Sebastian Lindner
· 22.05.2025
Qu'il s'agisse d'un sprint massif sur un terrain très plat ou d'une légère pente depuis un petit groupe, Wiebes est la femme la plus rapide du monde dans les derniers mètres. Elle l'a prouvé à Poza de la Sal, où elle a terminé la première étape de la Vuelta a Burgos Feminas après 125 kilomètres et une rampe finale de 1600 mètres avec une pente de 5,9 pour cent, prenant ainsi la tête du classement général. C'était la 101e victoire de sa carrière. Il y a presque deux mois - un temps presque infini pour Wiebes - elle avait franchi la grande marque à Gand-Wevelgem.
Ce n'est qu'à 1300 mètres de l'arrivée que les deux dernières échappées, Célia Gery (FDJ - Suez) et Steffi Häberlin (Team SD Worx - Protime), ont été reprises. Elles s'étaient détachées d'un groupe de favorites qui s'était formé lorsque les échappées initiales avaient été reprises dans une descente à moins de 40 kilomètres de l'arrivée.
Un sprint dans la rampe finale a donc dû être décisif. La difficulté de la finale a été démontrée par l'écart qui s'est creusé après les huit premières coureuses, parmi lesquelles Franziska Koch (Team Picnic PostNL) a terminé sixième et meilleure Allemande. Marlen Reusser (Movistar Team), l'une des favorites pour la victoire finale, a ainsi accusé un retard de cinq secondes. Il en va de même pour Juliette Labous (FDJ - Suez), capitaine de l'équipe en remplacement de Demi Vollering, et Antonia Niedermaier (CANYON//SRAM zondacrypto).
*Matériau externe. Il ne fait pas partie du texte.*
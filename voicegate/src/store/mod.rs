//! Fingerprint store interface and implementations.
//!
//! A store holds at most one enrolled [`Fingerprint`]. Saving replaces the
//! previous record wholesale; clearing an empty store is a no-op. Records
//! are validated on save, so a store never holds a record its own load
//! would reject, and again on load, so a corrupt file never reaches the
//! matcher.

mod memory;
mod redb;

use std::fmt;

use thiserror::Error;

use crate::Fingerprint;

pub use self::memory::MemoryStore;
pub use self::redb::RedbStore;

/// Errors that can occur in fingerprint store operations.
#[derive(Error, Debug)]
pub enum StoreError {
    #[error("store: storage error: {0}")]
    Storage(String),

    #[error("store: serialization error: {0}")]
    Serialization(String),

    #[error("store: corrupt record: {0}")]
    Corrupt(String),

    #[error("store: refusing invalid record: {0}")]
    Invalid(String),
}

/// Result type for store operations.
pub type StoreResult<T> = Result<T, StoreError>;

/// Persists exactly one fingerprint.
pub trait FingerprintStore: Send + Sync {
    /// Returns the enrolled fingerprint, if any.
    fn load(&self) -> StoreResult<Option<Fingerprint>>;

    /// Replaces the enrolled fingerprint.
    ///
    /// Fails with [`StoreError::Invalid`], leaving the previous record in
    /// place, when the fingerprint does not pass [`Fingerprint::validate`].
    fn save(&self, fingerprint: &Fingerprint) -> StoreResult<()>;

    /// Removes the enrolled fingerprint.
    fn clear(&self) -> StoreResult<()>;
}

impl fmt::Debug for dyn FingerprintStore {
    fn fmt(&self, f: &mut fmt::Formatter<'_>) -> fmt::Result {
        write!(f, "FingerprintStore {{ ... }}")
    }
}

impl<S: FingerprintStore + ?Sized> FingerprintStore for Box<S> {
    fn load(&self) -> StoreResult<Option<Fingerprint>> {
        (**self).load()
    }

    fn save(&self, fingerprint: &Fingerprint) -> StoreResult<()> {
        (**self).save(fingerprint)
    }

    fn clear(&self) -> StoreResult<()> {
        (**self).clear()
    }
}

fn check(fingerprint: &Fingerprint) -> StoreResult<()> {
    fingerprint
        .validate()
        .map_err(|e| StoreError::Invalid(e.to_string()))
}

fn encode(fingerprint: &Fingerprint) -> StoreResult<Vec<u8>> {
    check(fingerprint)?;
    fingerprint
        .to_json()
        .map_err(|e| StoreError::Serialization(e.to_string()))
}

fn decode(data: &[u8]) -> StoreResult<Fingerprint> {
    let fp = Fingerprint::from_json(data).map_err(|e| StoreError::Serialization(e.to_string()))?;
    fp.validate().map_err(|e| {
        tracing::warn!(error = %e, "voicegate: stored fingerprint rejected");
        StoreError::Corrupt(e.to_string())
    })?;
    Ok(fp)
}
| Pos. | Coureurs | Temps |
|---|---|---|
| 1 | Team SD Worx - Protime | 03:22:31 |
| 2 | Lidl - Trek | +00:00:00 |
| 3 | Team SD Worx - Protime | +00:00:00 |
| 4 | UAE Team ADQ | +00:00:00 |
| 5 | CANYON//SRAM zondacrypto | +00:00:00 |
| 6 | Team Picnic PostNL | +00:00:00 |
Peu après le départ de la 1ère étape, dans laquelle Lidl - Trek a déjà dû renoncer à Gaia Realini, les premières attaques ont eu lieu. Le nom le plus célèbre était celui d'Ally Wollaston (FDJ - SUEZ), mais l'Australienne n'est pas allée très loin. La Française Morgane Coston (Roland) a continué à avancer et a pris plus de cinq minutes d'avance. L'Espagnole Idoia Eraso (Laboral Kutxa - Fundación Euskadi) l'accompagnait.
A 50 kilomètres de l'arrivée, il en restait encore la moitié. Mais l'écart s'est rapidement réduit. A 37 kilomètres de la fin, ils ont été repris dans une longue descente. Sur ce tronçon, le peloton s'est également déchiré - toutes les favorites n'étaient pas à l'avant. Outre Kopecky, Wiebes et Longo Borghini (UAE Team ADQ), mais aussi Koch et Niedermeier ainsi que Kathrin Schweinberger (Human Powered Health).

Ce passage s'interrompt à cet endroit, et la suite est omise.